The eighteenth century park contains the Grade I listed Stanmer House and also 25 Grade II listed buildings and structures. These form the village of Stanmer and Stanmer Church within the park, which would once have been the estate of the house. All were private until bought by Brighton's Council in 1947. There is a café, Stanmer Tea Rooms, in the village. Stanmer is surrounded by Sussex University to the east, Wild Park and Coldean to the southwest, more woodland with clay soils to the north west and the farmed South Downs. It is nestled in the South Downs National Park. Immediately to the south of the park runs the major A27 road.

==History==
Stanmer House was built for the Pelham family in 1722 around an earlier building. A mistress of King George IV later lived there. It was used as the first administrative centre of the 1961 University of Sussex, during the construction of its campus over a part of the park. A walk of elm trees was preserved within the campus design, by architect Sir Basil Spence. The house reopened in June 2006 after extensive restoration but there have been difficulties in bringing it into successful use.

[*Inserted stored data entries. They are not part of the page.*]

//! Board player state.

use serde::{Deserialize, Serialize};

/// Unique identifier for a player.
pub type PlayerId = u8;

/// Money every player starts with.
pub const INITIAL_MONEY: i64 = 30_000;

/// Paid to the first player reaching the destination.
pub const DESTINATION_REWARD: i64 = 5_000;

/// State for a single player on the board.
#[derive(Debug, Clone, PartialEq, Eq, Serialize, Deserialize)]
pub struct Player {
    /// Unique identifier for this player.
    pub id: PlayerId,
    /// Display name.
    pub name: String,
    /// Cash; negative while in debt.
    pub money: i64,
    /// Book value of buildings and homes owned.
    pub assets: i64,
    /// Tile the player stands on.
    pub tile: usize,
    /// Shield charms that absorb one misfortune effect each.
    pub charms: u32,
}

impl Player {
    /// Create a new player on a tile with starting money.
    #[must_use]
    pub fn new(id: PlayerId, name: impl Into<String>, tile: usize) -> Self {
        Self {
            id,
            name: name.into(),
            money: INITIAL_MONEY,
            assets: 0,
            tile,
            charms: 0,
        }
    }

    /// Cash plus assets.
    #[must_use]
    pub const fn net_worth(&self) -> i64 {
        self.money.saturating_add(self.assets)
    }

    /// Add (or with a negative amount, remove) cash.
    pub const fn credit(&mut self, amount: i64) {
        self.money = self.money.saturating_add(amount);
    }

    /// Use up a shield charm if one is held.
    pub const fn consume_charm(&mut self) -> bool {
        if self.charms == 0 {
            return false;
        }
        self.charms -= 1;
        true
    }
}

#[cfg(test)]
mod tests {
    use super::*;

    #[test]
    fn test_player_creation() {
        let player = Player::new(1, "com", 4);
        assert_eq!(player.id, 1);
        assert_eq!(player.money, INITIAL_MONEY);
        assert_eq!(player.net_worth(), INITIAL_MONEY);
    }

    #[test]
    fn test_money_can_go_negative() {
        let mut player = Player::new(0, "p1", 0);
        player.credit(-40_000);
        assert_eq!(player.money, -10_000);
    }

    #[test]
    fn test_charm_consumed_once() {
        let mut player = Player::new(0, "p1", 0);
        player.charms = 1;
        assert!(player.consume_charm());
        assert!(!player.consume_charm());
    }
}
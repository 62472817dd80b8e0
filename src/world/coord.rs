//! Integer grid coordinates.

use serde::{Deserialize, Serialize};

/// A cell on the unbounded world grid.
///
/// Ordered by `x`, then `z`, which fixes iteration order of the ordered
/// collections generation works on.
#[derive(Debug, Clone, Copy, PartialEq, Eq, Hash, PartialOrd, Ord, Serialize, Deserialize)]
pub struct GridPos {
    /// East-west coordinate.
    pub x: i32,
    /// North-south coordinate, growing southward.
    pub z: i32,
}

impl GridPos {
    /// Create a new position.
    #[must_use]
    pub const fn new(x: i32, z: i32) -> Self {
        Self { x, z }
    }

    /// Manhattan distance.
    #[must_use]
    pub const fn manhattan(self, other: GridPos) -> u32 {
        self.x.abs_diff(other.x) + self.z.abs_diff(other.z)
    }

    /// The four edge neighbors: east, west, south, north.
    #[must_use]
    #[inline]
    pub const fn neighbors4(self) -> [GridPos; 4] {
        let Self { x, z } = self;
        [
            GridPos::new(x + 1, z),
            GridPos::new(x - 1, z),
            GridPos::new(x, z + 1),
            GridPos::new(x, z - 1),
        ]
    }

    /// The eight surrounding cells.
    #[must_use]
    pub fn neighbors8(self) -> impl Iterator<Item = GridPos> {
        (-1..=1)
            .flat_map(move |dx| (-1..=1).map(move |dz| (dx, dz)))
            .filter(|&(dx, dz)| dx != 0 || dz != 0)
            .map(move |(dx, dz)| GridPos::new(self.x + dx, self.z + dz))
    }

    /// Every cell within Chebyshev distance `radius`, row by row.
    pub fn square(self, radius: i32) -> impl Iterator<Item = GridPos> {
        (-radius..=radius)
            .flat_map(move |dx| (-radius..=radius).map(move |dz| GridPos::new(self.x + dx, self.z + dz)))
    }
}

impl std::fmt::Display for GridPos {
    fn fmt(&self, f: &mut std::fmt::Formatter<'_>) -> std::fmt::Result {
        write!(f, "({}, {})", self.x, self.z)
    }
}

The church, adjacent to the village pond, was built in 1838 on the site of a 14th-century building. The church is now maintained by the Stanmer Preservation Society, which also runs the Donkey Wheel.

In 2021 the park underwent a major restoration project funded through the National Lottery, the City Council, Plumpton College and the South Downs National Park Authority. The project improved the infrastructure, facilities and accessibility of the park, and provided a new walled public garden known as "One Garden Brighton".